UV-B lamps are lamps that emit a spectrum of ultraviolet light with wavelengths ranging from 290–320 nanometers. This spectrum is also commonly called the biological spectrum due to the human body's sensitivity to light of such a wavelength. UV-B light does not tan the skin very much, compared to the UV-A lamps that are used in tanning beds.

Treating skin diseases
The main diseases that are treated with UV-B lamps are vitiligo, psoriasis, lichen planus and atopic dermatitis (eczema). vitiligo (loss of skin color) and some other skin diseases.

There are thousands of dermatology clinics around the world that treat skin ailments with UV-B lamps. Many people who suffer from psoriasis or other skin diseases have their own UV-B lamp for home treatment. A small lamp is used to treat limited areas of the skin, while full body cabins are available in clinics and hospitals.

Overexposure to UV-B light can burn the skin, so the exposure time must be regulated by a timer that turns off the lamp.

Increasing vitamin D3
When the skin is exposed to UVB light of 290-300 nanometer, it creates vitamin D3.

The sun rays include low amount of light at 290-300 nanometer, but since the skin does not need much, 15 –30 minutes of sunshine every day is usually considered enough. In Northern European countries especially in the winter when sunlight is scarce, pregnant women may receive UVB light in clinics to assure that their babies have an adequate amount of vitamin D3 when born.

Animals need UV-B light to produce vitamin D3 and strong bones. There are UVB lamps for reptiles, snakes, turtles and other animals in zoos and at the owner's houses.

Cancer risks
UV-B treatments for treating skin diseases (psoriasis, vitiligo, atopic dermatitis, etc.) are given in a very low dosage. The treatments take only few minutes, or less than a minute when the lamp is 290-300 nanometer.

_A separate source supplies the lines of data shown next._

//! The chat application.
//!
//! This module provides the chat view and the pieces of the interactive
//! terminal client built around it:
//!
//! - [`view`]: the mounted view, its draft and submission state
//! - [`config`]: CLI argument parsing and configuration
//! - [`commands`]: slash command parsing

mod commands;
mod config;
pub mod view;

pub use crate::render::{PlainTextRenderer, Renderer};
pub use commands::{ChatCommand, help_text, parse_command};
pub use config::{ChatArgs, ChatConfig};
pub use view::{ChatView, ScrollTarget, TailCursor, ViewState};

The average dose for 295 nm is 0.1 Joules per square centimeter.
The average dose of broadband UV-B 306 nm is 0.5 Joules per square centimeter.
The average dose for narrowband UV-B 312 nm is 3 Joules per square centimeter.

This low dosage does not increase the risk of skin cancer and UV-B phototherapy remains a very safe treatment. Research citing ten years of experience with phototherapy in Yonsei Medical Center has not revealed any cases of malignancy in the skin.

Too much UV ultraviolet radiation of an undesirable wavelength may lead to direct DNA damage, sunburn, and skin cancer. In contrast to exposure to UV-B light given at low dosage, it was found that UV-A light increases the risk of skin cancer because of the problematic wavelength and because it is given in a much higher dosage.